A Practical Approach in Establishing an Enterprise-Wide Risk Management Program
The Chinese saying, "May you live in interesting times," (1) is an understatement for today's business world. Another saying, one that well serves the practice of risk management, is "Expect the unexpected."
Risk management is no longer strictly a credit administration or corporate insurance function. It is widely recognized, by bankers and regulators alike, as a core competency that deserves the highest level of management attention. An approach toward this core competency that is being adopted by both institutions and regulators is enterprise-wide risk management (EWRM).
EWRM is the integrated measurement and management of credit risk, market risk, and operational risk, involving all of the company's internal control and risk functions, such as credit, asset-and-liability management, audit, compliance, and insurance. EWRM focuses on enhancing shareholder value through better business strategies, relationship management, product pricing, capital management, and risk transfer.
Risks, by their nature, are highly interdependent. For example, the quality of a bank's loan documentation (operational risk) will likely be tested when there are loan defaults (credit risk). The bank will suffer greater loan losses if loan documentation is poor or collateral protection is not well established. Interdependent risks cannot be segregated and managed in isolation.
Oversight functions must work together to be effective. Most companies have control functions other than risk management, such as finance/treasury, audit, security and compliance. When each operates in a silo, a major risk can easily fall through the cracks. Just as the U.S. homeland security initiative is meant to integrate the information from, and coordinate the activities of, key U.S. intelligence agencies, an EWRM framework should do the same for a company's oversight functions.

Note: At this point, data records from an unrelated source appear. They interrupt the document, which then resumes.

//! A generic, capacity-bounded most-recently-used map with an eviction callback (§4.1).
//!
//! Built on top of the `lru` crate's intrusive doubly-linked-list implementation;
//! this module only adds the eviction-callback contract the cache store needs to
//! keep its durable DB mirror coherent (§4.2).

use lru::LruCache;
use std::hash::Hash;
use std::num::NonZeroUsize;
use std::sync::Arc;

/// Invoked with the evicted key and value exactly once per eviction.
pub type EvictionCallback<K, V> = Arc<dyn Fn(K, V) + Send + Sync>;

/// A bounded map ordered strictly by recency of the last `get` or `put`.
///
/// - `get` moves the key to the MRU position; misses don't mutate order.
/// - `put` inserts at the MRU position. Re-putting an existing key discards its
///   old position without evicting anything else. Only when capacity is exceeded
///   by a genuinely new key is the single LRU entry evicted, and the eviction
///   callback fires exactly once with that entry.
/// - `remove`/`clear` never fire the eviction callback.
pub struct LruMap<K, V>
where
    K: Eq + Hash,
{
    inner: LruCache<K, V>,
    on_evict: Option<EvictionCallback<K, V>>,
}

impl<K, V> LruMap<K, V>
where
    K: Eq + Hash + Clone,
{
    /// # Panics
    /// Panics if `capacity` is zero.
    #[must_use]
    pub fn new(capacity: usize, on_evict: Option<EvictionCallback<K, V>>) -> Self {
        let capacity = NonZeroUsize::new(capacity).expect("LruMap capacity must be non-zero");
        Self {
            inner: LruCache::new(capacity),
            on_evict,
        }
    }

    /// Returns the value for `k`, promoting it to MRU. Does not mutate order on a miss.
    pub fn get(&mut self, k: &K) -> Option<&V> {
        self.inner.get(k)
    }

    /// Inserts `v` at the MRU position. If this causes capacity to be exceeded,
    /// the single LRU entry is evicted and the eviction callback is invoked
    /// with it exactly once. Re-inserting an existing key never triggers eviction.
    pub fn put(&mut self, k: K, v: V) {
        if let Some((evicted_key, evicted_value)) = self.inner.push(k, v) {
            if let Some(callback) = &self.on_evict {
                callback(evicted_key, evicted_value);
            }
        }
    }

    /// Removes `k` without firing the eviction callback.
    pub fn remove(&mut self, k: &K) -> Option<V> {
        self.inner.pop(k)
    }

    /// Drops every entry without firing the eviction callback.
    pub fn clear(&mut self) {
        self.inner.clear();
    }

    #[must_use]
    pub fn len(&self) -> usize {
        self.inner.len()
    }

    #[must_use]
    pub fn is_empty(&self) -> bool {
        self.inner.is_empty()
    }

    #[must_use]
    pub fn contains(&self, k: &K) -> bool {
        self.inner.contains(k)
    }
}
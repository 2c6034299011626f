//! The transport contract: the seam between the manager and whatever actually
//! moves bytes over the wire (§4.5 step C, §2 GLOSSARY "Transport").

use crate::error::Error;
use crate::request::RequestCore;
use async_trait::async_trait;
use std::collections::HashMap;

/// The raw result of a transport call, before parsing.
#[derive(Debug, Clone)]
pub struct RawResponse {
    pub status_code: u16,
    pub headers: HashMap<String, String>,
    pub data: Option<serde_json::Value>,
    pub raw: Vec<u8>,
}

/// Sends a single request over the wire and returns its raw response.
///
/// Implementations observe `request.cancel_token` and should abort the
/// in-flight call (returning an error) once it fires. A business may register
/// two transports: the real one and an optional mock one used when
/// `request.mock.enable` is set (§4.4, §2 GLOSSARY "Mock transport").
#[async_trait]
pub trait Transport: Send + Sync {
    async fn request(&self, request: &RequestCore, base_url: &str) -> Result<RawResponse, Error>;
}
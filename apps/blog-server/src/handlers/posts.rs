//! Listings, post detail and post create/edit/delete.

use actix_web::{HttpResponse, web};
use chrono::Utc;

use blogicum_core::forms::PostInput;
use blogicum_shared::pages::{CategoryPage, PostDetailPage, PostListPage};

use super::PageParams;
use crate::middleware::auth::{Identity, OptionalIdentity};
use crate::middleware::error::AppResult;
use crate::state::AppState;
use crate::views;

/// GET /
pub async fn index(
    state: web::Data<AppState>,
    params: web::Query<PageParams>,
) -> AppResult<HttpResponse> {
    let page = state.blog.index(params.request(), Utc::now()).await?;
    let (posts, page) = views::listing(page);

    Ok(views::render(PostListPage { posts, page }))
}

/// GET /category/{slug}/
pub async fn category_posts(
    state: web::Data<AppState>,
    slug: web::Path<String>,
    params: web::Query<PageParams>,
) -> AppResult<HttpResponse> {
    let listing = state
        .blog
        .category_posts(&slug, params.request(), Utc::now())
        .await?;
    let (posts, page) = views::listing(listing.page);

    Ok(views::render(CategoryPage {
        category: views::category(listing.category),
        posts,
        page,
    }))
}

/// GET /posts/{id}/
pub async fn post_detail(
    state: web::Data<AppState>,
    viewer: OptionalIdentity,
    post_id: web::Path<i64>,
) -> AppResult<HttpResponse> {
    let detail = state
        .blog
        .post_detail(viewer.actor().as_ref(), *post_id, Utc::now())
        .await?;

    Ok(views::render(PostDetailPage {
        post: views::post(detail.post),
        comments: detail.comments.into_iter().map(views::comment).collect(),
        form: views::comment_fields(detail.form),
    }))
}

/// GET /posts/create/
pub async fn create_form(state: web::Data<AppState>, identity: Identity) -> AppResult<HttpResponse> {
    let outcome = state.blog.create_post(&identity.actor(), None).await?;
    Ok(views::respond(outcome, views::post_form))
}

/// POST /posts/create/
pub async fn create_submit(
    state: web::Data<AppState>,
    identity: Identity,
    form: web::Form<PostInput>,
) -> AppResult<HttpResponse> {
    let outcome = state
        .blog
        .create_post(&identity.actor(), Some(form.into_inner()))
        .await?;
    Ok(views::respond(outcome, views::post_form))
}

/// GET /posts/{id}/edit/
pub async fn edit_form(
    state: web::Data<AppState>,
    identity: Identity,
    post_id: web::Path<i64>,
) -> AppResult<HttpResponse> {
    let outcome = state
        .blog
        .edit_post(&identity.actor(), *post_id, None)
        .await?;
    Ok(views::respond(outcome, views::post_form))
}

/// POST /posts/{id}/edit/
pub async fn edit_submit(
    state: web::Data<AppState>,
    identity: Identity,
    post_id: web::Path<i64>,
    form: web::Form<PostInput>,
) -> AppResult<HttpResponse> {
    let outcome = state
        .blog
        .edit_post(&identity.actor(), *post_id, Some(form.into_inner()))
        .await?;
    Ok(views::respond(outcome, views::post_form))
}

/// GET /posts/{id}/delete/
pub async fn delete_confirm(
    state: web::Data<AppState>,
    identity: Identity,
    post_id: web::Path<i64>,
) -> AppResult<HttpResponse> {
    let outcome = state
        .blog
        .delete_post(&identity.actor(), *post_id, false)
        .await?;
    Ok(views::respond(outcome, views::post_deletion))
}

/// POST /posts/{id}/delete/
pub async fn delete_submit(
    state: web::Data<AppState>,
    identity: Identity,
    post_id: web::Path<i64>,
) -> AppResult<HttpResponse> {
    let outcome = state
        .blog
        .delete_post(&identity.actor(), *post_id, true)
        .await?;
    Ok(views::respond(outcome, views::post_deletion))
}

Regulators are taking an EWRM approach. Basel II is prompting banking regulators worldwide to take an EWRM approach to both its minimum capital requirements (Pillar I) and examination processes (Pillar II). While the full implementation of Basel II is a few years away, companies must act now to integrate their risk functions and develop the necessary systems and data to meet the new standards and requirements. Leading companies that are early adopters of EWRM may even help shape the final implementation of the proposal. Lagging companies will be ill prepared and will likely face greater regulatory scrutiny and higher capital charges (or worse).
A practical five-step approach to EWRM includes the following:
1. Establish the business case.
2. Secure the best resources.
3. Develop a framework.
4. Use pilots and prototypes.
5. Stay the course.
Establish the Business Case
As a multiyear effort, EWRM requires dedicated resources, coordination between different internal control and risk management functions, and support from line managers. The business case for EWRM must be well established to obtain (and maintain) support from the board, senior management, and other key stakeholders. A business case should do the following:
Create a compelling vision. What does EWRM look like and why is it different and better? The business case should first establish a compelling …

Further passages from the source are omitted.